There is a GitHub repository for this tutorial if you want to run it by yourself available here: https://github.com/ian-flores/mortality_analysis_tutorial

DISCLAIMER: I’m trying this new thing of the tutorials for the analyses I will be making now on as blog posts. It would be nice/helpful if I could get feedback. All kinds of feedbacks are welcomed. Feel free to use the Contact tab to contact me.

Notebook Content:

  • #1) Getting and Cleaning Census Data
    • How to get data from the census
    • How to extract and manipulate data coming from a single table
  • #2) Getting and Cleaning Mortality Data
    • Cleaning data
    • Dealing with strings in Spanish
    • Grouping, summarizing, and splitting by different variables
  • #3) Mapping Mortality Rates
    • Creating maps in Python
    • Joining data from different sources
    • Dealing with spatial data in Python
  • #4) Estimating Mortality Rates in Puerto Rico
    • Bayesian Estimation with PyMC3
    • How to draw conclusions from data

01 - Getting and Cleaning Census Data

by Ian Flores Siaca

October 2018

Purpose of this Notebook

Learning

  • Dealing with the os library for basic functions
  • Standarizing names in Spanish with the unidecode library.

Project

  • Extract the population estimates for each municipality.
  • Clean the name of the municipalities in the census dataset.

Census Data

The United States established in 1840 a central office to oversee the census of the population of its states and territories. This office today is known as the United States Census Bureau. They perform a decenial census, the last one being in 2010. With this information they produce what is called PEPANNRES - Annual Estimates of the Resident Population in which they do population estimates by different geographic levels. In March 2018 they published the estimates for municipalities in the year 2017. This is exactly what we need for our analysis.

Getting the Data

The Census Bureau makes their data available through many pages and API's.
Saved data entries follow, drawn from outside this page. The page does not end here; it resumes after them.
#[cfg(test)]
mod tests {
    use super::*;
    use crate::layers::params::ExposureParams;

    fn orders(engine: &AdjustmentStack, stack_id: &str) -> Vec<usize> {
        let mut orders: Vec<usize> = engine
            .get_stack(stack_id)
            .unwrap()
            .layers
            .iter()
            .map(|l| l.order)
            .collect();
        orders.sort_unstable();
        orders
    }

    fn ids(engine: &AdjustmentStack, stack_id: &str) -> Vec<String> {
        engine
            .get_stack(stack_id)
            .unwrap()
            .layers
            .iter()
            .map(|l| l.id.clone())
            .collect()
    }

    #[test]
    fn test_add_layer_uses_defaults_and_appends() {
        let mut engine = AdjustmentStack::in_memory();
        let stack = engine.create_stack(Some("Look"));
        let a = engine.add_layer(&stack.id, AdjustmentKind::Levels, None).unwrap();
        let b = engine
            .add_layer(&stack.id, AdjustmentKind::Curves, Some("Tone"))
            .unwrap();
        assert_eq!(a.order, 0);
        assert_eq!(b.order, 1);
        assert_eq!(a.name, "Levels");
        assert_eq!(b.name, "Tone");
        assert!(a.visible);
        assert_eq!(a.opacity, 100.0);
        assert_eq!(a.blend_mode, BlendMode::Normal);
        assert_eq!(a.params, AdjustmentKind::Levels.default_params());
    }

    #[test]
    fn test_unknown_ids_fail_quietly() {
        let mut engine = AdjustmentStack::in_memory();
        assert!(engine.add_layer("nope", AdjustmentKind::Grain, None).is_none());
        let stack = engine.create_stack(None);
        assert!(
            engine
                .update_layer(&stack.id, "nope", LayerUpdate::default())
                .is_none()
        );
        assert!(!engine.remove_layer(&stack.id, "nope"));
        assert!(engine.toggle_layer_visibility(&stack.id, "nope").is_none());
        assert!(engine.duplicate_layer(&stack.id, "nope").is_none());
        assert!(!engine.undo(&stack.id));
        assert!(engine.subscribe("nope").is_none());
        assert!(engine.export_stack("nope").is_none());
    }

    #[test]
    fn test_remove_renumbers_densely() {
        let mut engine = AdjustmentStack::in_memory();
        let stack = engine.create_stack(None);
        let layers: Vec<_> = (0..4)
            .map(|_| engine.add_layer(&stack.id, AdjustmentKind::Hsl, None).unwrap())
            .collect();
        assert!(engine.remove_layer(&stack.id, &layers[1].id));
        assert_eq!(orders(&engine, &stack.id), vec![0, 1, 2]);
        assert_eq!(
            ids(&engine, &stack.id),
            vec![layers[0].id.clone(), layers[2].id.clone(), layers[3].id.clone()]
        );
    }

    #[test]
    fn test_undo_remove_restores_position() {
        let mut engine = AdjustmentStack::in_memory();
        let stack = engine.create_stack(None);
        for _ in 0..3 {
            engine.add_layer(&stack.id, AdjustmentKind::Exposure, None);
        }
        let before = engine.get_stack(&stack.id).unwrap().layers.clone();
        assert!(engine.remove_layer(&stack.id, &before[1].id));
        assert!(engine.undo(&stack.id));
        assert_eq!(engine.get_stack(&stack.id).unwrap().layers, before);
    }

    #[test]
    fn test_update_records_previous_state_and_undo_restores_it() {
        let mut engine = AdjustmentStack::in_memory();
        let stack = engine.create_stack(None);
        let layer = engine
            .add_layer(&stack.id, AdjustmentKind::Exposure, None)
            .unwrap();
        let params = AdjustmentParams::Exposure(ExposureParams {
            exposure: 1.5,
            ..ExposureParams::default()
        });
        let updated = engine
            .update_layer(
                &stack.id,
                &layer.id,
                LayerUpdate {
                    params: Some(params.clone()),
                    opacity: Some(140.0),
                    ..LayerUpdate::default()
                },
            )
            .unwrap();
        assert_eq!(updated.params, params);
        assert_eq!(updated.opacity, 100.0);

        let last = engine.history(&stack.id).last().copied().cloned().unwrap();
        assert_eq!(last.action, HistoryAction::Update);
        assert_eq!(last.previous_state.as_ref(), Some(&layer));

        assert!(engine.undo(&stack.id));
        assert_eq!(engine.get_layer(&stack.id, &layer.id), Some(&layer));
    }

    #[test]
    fn test_update_with_wrong_kind_is_rejected() {
        let mut engine = AdjustmentStack::in_memory();
        let stack = engine.create_stack(None);
        let layer = engine
            .add_layer(&stack.id, AdjustmentKind::Levels, None)
            .unwrap();
        let result = engine.set_params(
            &stack.id,
            &layer.id,
            AdjustmentKind::Curves.default_params(),
        );
        assert!(result.is_none());
        assert_eq!(engine.get_layer(&stack.id, &layer.id), Some(&layer));
        assert_eq!(engine.history_len(&stack.id), 1);
    }

    #[test]
    fn test_nan_opacity_is_stored_opaque() {
        let mut engine = AdjustmentStack::in_memory();
        let stack = engine.create_stack(None);
        let layer = engine.add_layer(&stack.id, AdjustmentKind::Hsl, None).unwrap();
        let update = |opacity| LayerUpdate {
            opacity: Some(opacity),
            ..LayerUpdate::default()
        };

        let updated = engine.update_layer(&stack.id, &layer.id, update(f32::NAN)).unwrap();
        assert_eq!(updated.opacity, 100.0);
        assert!(engine.get_layer(&stack.id, &layer.id).unwrap().is_active());

        let updated = engine
            .update_layer(&stack.id, &layer.id, update(f32::NEG_INFINITY))
            .unwrap();
        assert_eq!(updated.opacity, 0.0);
    }

    #[test]
    fn test_import_clamps_opacity() {
        let mut engine = AdjustmentStack::in_memory();
        let stack = engine.create_stack(None);
        engine.add_layer(&stack.id, AdjustmentKind::Vignette, None);
        let mut value: serde_json::Value =
            serde_json::from_str(&engine.export_stack(&stack.id).unwrap()).unwrap();
        value["layers"][0]["opacity"] = serde_json::json!(250.0);

        let imported = engine.import_stack(&value.to_string()).unwrap();
        assert_eq!(imported.layers[0].opacity, 100.0);
    }

    #[test]
    fn test_toggle_and_undo() {
        let mut engine = AdjustmentStack::in_memory();
        let stack = engine.create_stack(None);
        let layer = engine.add_layer(&stack.id, AdjustmentKind::Grain, None).unwrap();
        assert_eq!(engine.toggle_layer_visibility(&stack.id, &layer.id), Some(false));
        assert!(engine.get_active_adjustments(&stack.id).is_empty());
        assert!(engine.undo(&stack.id));
        assert_eq!(engine.get_active_adjustments(&stack.id).len(), 1);
    }

    #[test]
    fn test_reorder_and_undo_reorder() {
        let mut engine = AdjustmentStack::in_memory();
        let stack = engine.create_stack(None);
        for kind in [AdjustmentKind::Levels, AdjustmentKind::Curves, AdjustmentKind::Hsl] {
            engine.add_layer(&stack.id, kind, None);
        }
        let original = ids(&engine, &stack.id);
        let reversed: Vec<String> = original.iter().rev().cloned().collect();
        assert!(engine.reorder_layers(&stack.id, &reversed));
        assert_eq!(ids(&engine, &stack.id), reversed);
        assert_eq!(orders(&engine, &stack.id), vec![0, 1, 2]);
        let kinds: Vec<_> = engine
            .flatten_stack(&stack.id)
            .iter()
            .map(AdjustmentParams::kind)
            .collect();
        assert_eq!(
            kinds,
            vec![AdjustmentKind::Hsl, AdjustmentKind::Curves, AdjustmentKind::Levels]
        );

        assert!(engine.undo(&stack.id));
        assert_eq!(ids(&engine, &stack.id), original);
    }

    #[test]
    fn test_duplicate_is_deep_copy_on_top() {
        let mut engine = AdjustmentStack::in_memory();
        let stack = engine.create_stack(None);
        let a = engine.add_layer(&stack.id, AdjustmentKind::Vignette, None).unwrap();
        engine.add_layer(&stack.id, AdjustmentKind::Grain, None);
        let copy = engine.duplicate_layer(&stack.id, &a.id).unwrap();
        assert_ne!(copy.id, a.id);
        assert_eq!(copy.name, "Vignette copy");
        assert_eq!(copy.order, 2);
        assert_eq!(copy.params, a.params);
        assert!(engine.undo(&stack.id));
        assert!(engine.get_layer(&stack.id, &copy.id).is_none());
    }

    #[test]
    fn test_history_is_bounded() {
        let config = EngineConfig {
            layer_history_capacity: 3,
            ..EngineConfig::default()
        };
        let mut engine = AdjustmentStack::new(MemoryStore::new(), config);
        let stack = engine.create_stack(None);
        for _ in 0..5 {
            engine.add_layer(&stack.id, AdjustmentKind::Sharpen, None);
        }
        assert_eq!(engine.history_len(&stack.id), 3);
        for _ in 0..3 {
            assert!(engine.undo(&stack.id));
        }
        assert!(!engine.undo(&stack.id));
        assert_eq!(engine.get_stack(&stack.id).unwrap().layers.len(), 2);
    }

    #[test]
    fn test_undo_skips_entries_for_missing_layers() {
        let mut engine = AdjustmentStack::in_memory();
        let stack = engine.create_stack(None);
        let a = engine.add_layer(&stack.id, AdjustmentKind::Levels, None).unwrap();
        let b = engine.add_layer(&stack.id, AdjustmentKind::Curves, None).unwrap();
        let ghost = AdjustmentLayer {
            id: "gone".to_string(),
            ..b.clone()
        };
        engine
            .history
            .get_mut(&stack.id)
            .unwrap()
            .push_back(history_entry(HistoryAction::Update, "gone", Some(ghost), None));

        assert!(engine.undo(&stack.id));
        assert_eq!(ids(&engine, &stack.id), vec![a.id.clone()]);
        assert_eq!(engine.history_len(&stack.id), 1);
    }

    #[test]
    fn test_undo_with_only_stale_entries_reports_nothing_done() {
        let mut engine = AdjustmentStack::in_memory();
        let stack = engine.create_stack(None);
        let layer = engine.add_layer(&stack.id, AdjustmentKind::Grain, None).unwrap();
        let mut events = engine.subscribe(&stack.id).unwrap();
        engine.history.get_mut(&stack.id).unwrap().clear();
        engine.history.get_mut(&stack.id).unwrap().push_back(history_entry(
            HistoryAction::ToggleVisibility,
            "gone",
            Some(layer.clone()),
            None,
        ));

        assert!(!engine.undo(&stack.id));
        assert_eq!(engine.history_len(&stack.id), 0);
        assert_eq!(engine.get_layer(&stack.id, &layer.id), Some(&layer));
        assert!(events.try_recv().is_err());
    }

    #[test]
    fn test_state_survives_reload_from_store() {
        let store = MemoryStore::new();
        let stack_id = {
            let mut engine = AdjustmentStack::new(store.clone(), EngineConfig::default());
            let stack = engine.create_stack(Some("Saved"));
            engine.add_layer(&stack.id, AdjustmentKind::Vibrance, None);
            stack.id
        };
        let engine = AdjustmentStack::new(store, EngineConfig::default());
        let stack = engine.get_stack(&stack_id).unwrap();
        assert_eq!(stack.name, "Saved");
        assert_eq!(stack.layers.len(), 1);
        assert_eq!(engine.history_len(&stack_id), 0);
    }

    #[test]
    fn test_corrupt_store_starts_empty() {
        let mut store = MemoryStore::new();
        let key = EngineConfig::default().storage_key;
        store.write(&key, "{ not json").unwrap();
        let engine = AdjustmentStack::new(store, EngineConfig::default());
        assert!(engine.list_stacks().is_empty());
    }

    #[test]
    fn test_subscribers_receive_events_in_order() {
        let mut engine = AdjustmentStack::in_memory();
        let stack = engine.create_stack(None);
        let mut rx = engine.subscribe(&stack.id).unwrap();
        let layer = engine.add_layer(&stack.id, AdjustmentKind::Hsl, None).unwrap();
        engine.toggle_layer_visibility(&stack.id, &layer.id);

        let first = rx.try_recv().unwrap();
        assert_eq!(
            first.change,
            StackChange::LayerAdded {
                layer_id: layer.id.clone()
            }
        );
        let second = rx.try_recv().unwrap();
        assert_eq!(
            second.change,
            StackChange::VisibilityToggled {
                layer_id: layer.id.clone(),
                visible: false
            }
        );
        assert!(rx.try_recv().is_err());
    }

    #[test]
    fn test_delete_and_rename() {
        let mut engine = AdjustmentStack::in_memory();
        let stack = engine.create_stack(None);
        assert!(engine.rename_stack(&stack.id, "Renamed"));
        assert_eq!(engine.get_stack(&stack.id).unwrap().name, "Renamed");
        let mut rx = engine.subscribe(&stack.id).unwrap();
        assert!(engine.delete_stack(&stack.id));
        assert_eq!(rx.try_recv().unwrap().change, StackChange::Deleted);
        assert!(engine.get_stack(&stack.id).is_none());
        assert!(!engine.delete_stack(&stack.id));
    }
}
Here we are going to use the FactFinder webpage and download the data manually, but it is worth noting that there are API wrappers in Python such as:

If you want to get the data manually it is available in the following LINK. However, it is included as a zip file in the repository for reproducibility purposes.

Let's code!

Load the libraries

  • pandas is a library to do data wrangling and dealing with data in general.
  • os is a library that allows us to interact with the computer in a lower level than python.
  • unidecode is a library that helps us deal with the names of the municipalities in Spanish. (Remember, PR is a Spanish speaking nation :D)
In [1]:
import pandas as pd
import os
import unidecode

Extract the data

The data is stored in a compressed form, we need to extract it and save it in a place where we can use it.

Steps:

  • Extract the data ---- unzip command
  • Store it the data/ folder ---- -d data/ command
In [2]:
os.system("unzip ../data/PEP_2017_PEPANNRES.zip -d ../data/")
Out[2]:
0

Load the data

pd.read_csv is a function from the pandas package that allows us to load Comma Separated Values (CSV) files into Python with ease. The head() method let's us see the top rows of the data frame.

In [3]:
data = pd.read_csv("../data/PEP_2017_PEPANNRES.csv", encoding='latin-1')
data.head()
Out[3]:
GEO.id GEO.id2 GEO.display-label rescen42010 resbase42010 respop72010 respop72011 respop72012 respop72013 respop72014 respop72015 respop72016 respop72017
0 0500000US72001 72001 Adjuntas Municipio, Puerto Rico 19483 19483 19472 19297 19116 19019 18798 18560 18276 17971
1 0500000US72003 72003 Aguada Municipio, Puerto Rico 41959 41959 41913 41532 41107 40707 40135 39539 38853 38118
2 0500000US72005 72005 Aguadilla Municipio, Puerto Rico 60949 60949 60766 59976 58978 58036 57078 55808 54525 53164
3 0500000US72007 72007 Aguas Buenas Municipio, Puerto Rico 28659 28659 28652 28333 28052 27782 27350 26913 26382 25850
4 0500000US72009 72009 Aibonito Municipio, Puerto Rico 25900 25900 25874 25537 25205 24879 24448 24040 23566 23108

Dealing with names in Spanish

Spanish is a beautiful language, however, when dealing with names when programming, sometimes it's hard given some inconsistencies. This comes because of a wrong encoding of the files, typing some of the names in English and some in Spanish, or simply skiping 'weird' characters. To deal with this inconsistencies, we convert the names to their english-letter representation and to an upper case. This way we standarize all the names for all the files.

Steps:

  • Extract the names of the municipalities from the strings
  • Convert the names to english-letter representation
  • Convert the strings to upper case format
In [4]:
municipalities = []

for i in range(0, 78):
    muni_raw = data['GEO.display-label'][i].split(" Municipio, Puerto Rico")[0]
    muni_clean = unidecode.unidecode(muni_raw)
    muni_upper = muni_clean.upper()
    municipalities.append(muni_upper)

data['ResidencePlace'] = municipalities
In [5]:
data_processed = data[['ResidencePlace', 'respop72017']]
data_processed.head()
Out[5]:
ResidencePlace respop72017
0 ADJUNTAS 17971
1 AGUADA 38118
2 AGUADILLA 53164
3 AGUAS BUENAS 25850
4 AIBONITO 23108

Save the progress | Clean our directories

Let's save the population estimates for 2017 to use the file later in our pipeline

In [6]:
data_processed.to_csv("../data/census.csv")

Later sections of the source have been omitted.